Leeds installs security cameras in the kitchen and grand room. He is distracted by the presence of whatever caused the disturbances a few days ago, and he stays up late every night reading about supernatural activity. One night, he falls asleep on the couch in the grand room, and when he wakes up he realizes he is covered with a blanket that he didn’t put on. He checks the camera and sees that Layla covered him. After two days, he hasn’t seen anything on the cameras that explains the strange events. In video footage, however, the video goes dark as Layla leaves the room, and he realizes that the camera lens had turned to face the wall. He has no idea how that could have happened on its own.
Over the next few days, Leeds asks questions on a paranormal forum online. Many of the people he talks to think he is crazy to remain in the house, but one user named UndercoverInc seems more sympathetic and asks questions.
One night when Leeds is in the grand room on his computer, the piano plays a note by itself. He realizes that he can communicate with whatever presence is in the room by asking questions. They play a C note for “yes,” a D for “no,” and an A for “I don’t know.” The ghost answers that no, it is not dangerous, but it doesn’t know much, like who it is, whether it is dead, or if it knew Leeds before. He asks it to pull a book off the shelf, and it does so. Then he has an idea for how to take their communication to the next level. He opens a blank document on his computer and asks what its name is. In a moment, the keyboard spells out: W-I-L-L-O-W. This confirms to Leeds that there is a ghost in the house and her name is Willow. He waits for more signals, but none come, so he leaves the room. Before going to bed, he takes one of each of Layla’s medications for anxiety, pain, and sleep.
Leeds’s interest in the paranormal activity in the house seems to become more of a priority than taking care of Layla. He chooses to learn about communicating with the ghost over listening to her needs and taking care of her. He leaves her alone in the house to buy the security cameras, and he spends much of his time on forums looking for answers. After she goes to sleep, he stays up to see if he can communicate with the spirit.

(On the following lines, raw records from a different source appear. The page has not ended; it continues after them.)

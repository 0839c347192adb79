//! Render path: per-bus sample production.
//!
//! The hardware mixer pulls one render quantum per connected bus through
//! [`render_bus`]. This code runs on the audio clock and therefore never
//! blocks, allocates, or frees: it reads the bound buffer, advances the
//! playhead, and at end-of-buffer either wraps (looping) or flags the
//! instance Finished for the control path to reap on its next tick.

use std::sync::Arc;

use crate::voice::VoicePool;

/// Fill one render quantum for `bus` into `left`/`right`.
///
/// A disconnected or empty bus renders silence. Mono buffers are mixed
/// to both output channels. The effective bus gain is applied here; the
/// external mixer performs the final summation across buses.
///
/// When a looping instance runs past the end of its buffer the remainder
/// of the quantum continues from sample 0. A non-looping instance is
/// flagged Finished and the rest of the quantum is silence.
pub fn render_bus(pool: &mut VoicePool, bus: usize, left: &mut [f32], right: &mut [f32]) {
    left.fill(0.0);
    right.fill(0.0);

    if !pool.is_connected(bus) {
        return;
    }
    let gain = pool.gain(bus);
    let frames = left.len().min(right.len());

    let Some(instance) = pool.instance_mut(bus) else {
        return;
    };
    // Refcount bump only; the buffer data itself is shared, not copied
    let buffer = Arc::clone(instance.buffer());
    let frame_count = buffer.frame_count();
    let looping = instance.looping();

    if frame_count == 0 {
        // Degenerate asset; retire it instead of spinning on the wrap
        pool.mark_finished(bus);
        return;
    }

    let mut playhead = instance.playhead();
    let mut finished = false;

    for i in 0..frames {
        if playhead >= frame_count {
            if looping {
                playhead = 0;
            } else {
                finished = true;
                break;
            }
        }
        let (l, r) = buffer.frame(playhead);
        left[i] = l * gain;
        right[i] = r * gain;
        playhead += 1;
    }
    if playhead >= frame_count && !looping {
        finished = true;
    }

    // Re-borrow to publish the advanced playhead
    if let Some(instance) = pool.instance_mut(bus) {
        instance.playhead = playhead;
    }
    if finished {
        pool.mark_finished(bus);
    }
}
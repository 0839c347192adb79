//! playbus: low-latency playback engine for games.
//!
//! Renders one long background-music (BGM) stream concurrently with
//! several short sound effects over a hardware mixer exposing a small
//! fixed number of input channels ("buses").
//!
//! ## Architecture
//!
//! ```text
//! Engine
//!   ├── SoundCache      asset id → shared AudioBuffer, refcounts, MRU
//!   ├── VoicePool       N effect buses + 1 BGM bus, fixed at startup
//!   │     └── SoundInstance (playhead, volume, loop, shared buffer)
//!   ├── FadeScheduler   linear gain ramps driven by update(dt)
//!   └── EventBus        init / finished / purged notifications
//!
//! AssetSource   (external) supplies decoded PCM by opaque asset id
//! MixerControl  (external) bus enable/gain; pulls render quanta
//! ```
//!
//! ## Two execution contexts
//!
//! The **control path** is everything the game calls, plus the periodic
//! [`Engine::update`] tick; the host serializes these. The **render
//! path** is the per-quantum [`Engine::render_bus`] pull on the audio
//! clock: it only reads instance state and advances playheads, never
//! blocking, allocating, or freeing. The ordering contract that keeps
//! them honest lives in [`voice::VoicePool`]: a bus is disconnected
//! before its buffer is released or rebound, and connected only after a
//! new instance is fully bound.
//!
//! ## Usage
//!
//! ```rust,ignore
//! use playbus::{Engine, EngineConfig, NullMixer, WavAssetSource};
//!
//! let source = WavAssetSource::new("assets/sounds");
//! let mut engine = Engine::new(
//!     EngineConfig::default(),
//!     Box::new(source),
//!     Box::new(NullMixer),
//! );
//!
//! engine.preload_effect("explosion")?;
//! engine.preload_bgm("theme")?;
//!
//! engine.play_bgm()?;
//! engine.play_effect("explosion")?;
//!
//! // Every frame:
//! engine.update(dt);
//! ```

pub mod asset;
pub mod buffer;
pub mod cache;
pub mod config;
pub mod engine;
pub mod error;
pub mod events;
pub mod fade;
pub mod mixer;
pub mod render;
pub mod voice;

// Re-export commonly used types
pub use asset::{AssetSource, PcmData, WavAssetSource};
pub use buffer::AudioBuffer;
pub use cache::SoundCache;
pub use config::EngineConfig;
pub use engine::Engine;
pub use error::{EngineError, EngineResult, LoadError};
pub use events::{EngineEvent, EventBus};
pub use fade::FadeScheduler;
pub use mixer::{MixerControl, NullMixer};
pub use voice::{PlaybackState, SoundCategory, SoundInstance, VoicePool};
//! In-memory cache of decoded sound buffers.
//!
//! Owns one [`AudioBuffer`] per asset id, tracks how many playing or
//! paused instances reference each buffer, and keeps a most-recently-used
//! ordering over the entries. Reclamation frees every idle buffer and is
//! the only way an entry ever leaves the cache; nothing is evicted
//! implicitly mid-playback.

use std::collections::HashMap;
use std::sync::Arc;

use crate::asset::AssetSource;
use crate::buffer::AudioBuffer;
use crate::error::LoadError;
use crate::voice::SoundCategory;

/// One cached sound with its usage bookkeeping
struct CacheEntry {
    buffer: Arc<AudioBuffer>,

    /// Number of instances currently in Playing or Paused state that
    /// reference this buffer. Entries with a non-zero count are never
    /// evicted.
    active_instances: usize,
}

/// Cache of decoded audio buffers with reference counts and MRU ordering.
///
/// There is no hard capacity: effect assets are small relative to
/// available memory, and the host decides when to run a reclamation pass
/// via [`SoundCache::reclaim_unused`]. The MRU order exists to make
/// reclamation deterministic and to support a future bounded-capacity
/// policy; it does not affect playback.
pub struct SoundCache {
    entries: HashMap<String, CacheEntry>,

    /// Asset ids ordered most-recently-played first
    ranking: Vec<String>,
}

impl SoundCache {
    /// Create an empty cache
    pub fn new() -> Self {
        Self {
            entries: HashMap::new(),
            ranking: Vec::new(),
        }
    }

    /// Return the buffer for `asset_id`, loading it from `source` on a
    /// cache miss.
    ///
    /// A hit returns the shared buffer without touching reference counts
    /// or the MRU order; counting is driven by instance binding and
    /// ordering by [`SoundCache::touch`]. A miss decodes the asset,
    /// inserts a fresh entry, and places it at the front of the MRU
    /// order.
    pub fn load(
        &mut self,
        asset_id: &str,
        category: SoundCategory,
        source: &dyn AssetSource,
    ) -> Result<Arc<AudioBuffer>, LoadError> {
        if let Some(entry) = self.entries.get(asset_id) {
            return Ok(Arc::clone(&entry.buffer));
        }

        let buffer = Arc::new(source.load_pcm(asset_id)?.into_buffer());
        tracing::info!(
            "Loaded {} '{}': {} frames, {} ({} bytes)",
            category,
            asset_id,
            buffer.frame_count(),
            if buffer.is_stereo() { "stereo" } else { "mono" },
            buffer.byte_size()
        );

        self.entries.insert(
            asset_id.to_string(),
            CacheEntry {
                buffer: Arc::clone(&buffer),
                active_instances: 0,
            },
        );
        self.ranking.insert(0, asset_id.to_string());

        Ok(buffer)
    }

    /// Move `asset_id` to the front of the MRU order.
    ///
    /// Called every time an instance of that asset begins or resumes
    /// playback. Unknown ids are ignored.
    pub fn touch(&mut self, asset_id: &str) {
        if let Some(pos) = self.ranking.iter().position(|id| id == asset_id) {
            let id = self.ranking.remove(pos);
            self.ranking.insert(0, id);
        }
    }

    /// Record that an instance of `asset_id` entered Playing or Paused
    /// state
    pub fn retain(&mut self, asset_id: &str) {
        if let Some(entry) = self.entries.get_mut(asset_id) {
            entry.active_instances += 1;
        }
    }

    /// Record that an instance of `asset_id` stopped or finished
    pub fn release(&mut self, asset_id: &str) {
        if let Some(entry) = self.entries.get_mut(asset_id) {
            entry.active_instances = entry.active_instances.saturating_sub(1);
        }
    }

    /// Evict every entry with no active instances and free its buffer
    /// memory.
    ///
    /// This is a full "reclaim all idle" pass, not a capacity eviction:
    /// MRU position does not spare an idle entry, and entries with
    /// active instances are always skipped. Returns the number of
    /// entries evicted. Idempotent on an already-clean cache.
    pub fn reclaim_unused(&mut self) -> usize {
        let before = self.entries.len();
        self.entries.retain(|asset_id, entry| {
            let keep = entry.active_instances > 0;
            if !keep {
                tracing::debug!(
                    "Reclaiming '{}' ({} bytes)",
                    asset_id,
                    entry.buffer.byte_size()
                );
            }
            keep
        });
        let entries = &self.entries;
        self.ranking.retain(|id| entries.contains_key(id));

        let evicted = before - self.entries.len();
        if evicted > 0 {
            tracing::info!("Reclaimed {} idle sound(s)", evicted);
        }
        evicted
    }

    /// Whether `asset_id` is currently cached
    pub fn contains(&self, asset_id: &str) -> bool {
        self.entries.contains_key(asset_id)
    }

    /// Number of cached sounds
    pub fn len(&self) -> usize {
        self.entries.len()
    }

    /// Whether the cache holds no sounds
    pub fn is_empty(&self) -> bool {
        self.entries.is_empty()
    }

    /// Active-instance count for `asset_id`; `None` if not cached
    pub fn active_instances(&self, asset_id: &str) -> Option<usize> {
        self.entries.get(asset_id).map(|e| e.active_instances)
    }

    /// Asset ids ordered most-recently-played first
    pub fn ranking(&self) -> &[String] {
        &self.ranking
    }
}

impl Default for SoundCache {
    fn default() -> Self {
        Self::new()
    }
}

Leeds appears unusually drawn to and obsessed with the spirit; many people on the forum he is consulting, including UndercoverInc, ask him why he didn’t just leave the house. He doesn’t have a good answer, except that he is intrigued and wants to know more. The choice to stay after confirming that it is haunted does not seem in the best interest of Layla, whose mental health is already unstable. From this point on, Leeds’s decisions and priorities become more and more questionable.
The novel’s mood gradually shifts in these chapters. The earlier encounters with the ghost were mostly fear-inducing—such as the shattered mirrored and spilled soup. Now, however, the ghost apologizes to him for slamming his computer on his hands. In Chapter 9, she tells him that she is not dangerous and even confides her name. The ghost seems as confused and scared as Leeds about what is happening at the bed-and-breakfast. These chapters begin to establish the emotional bond that will develop between Leeds and Willow and set the first pieces in place for the revelations about spirits and identity that form the novel’s climax.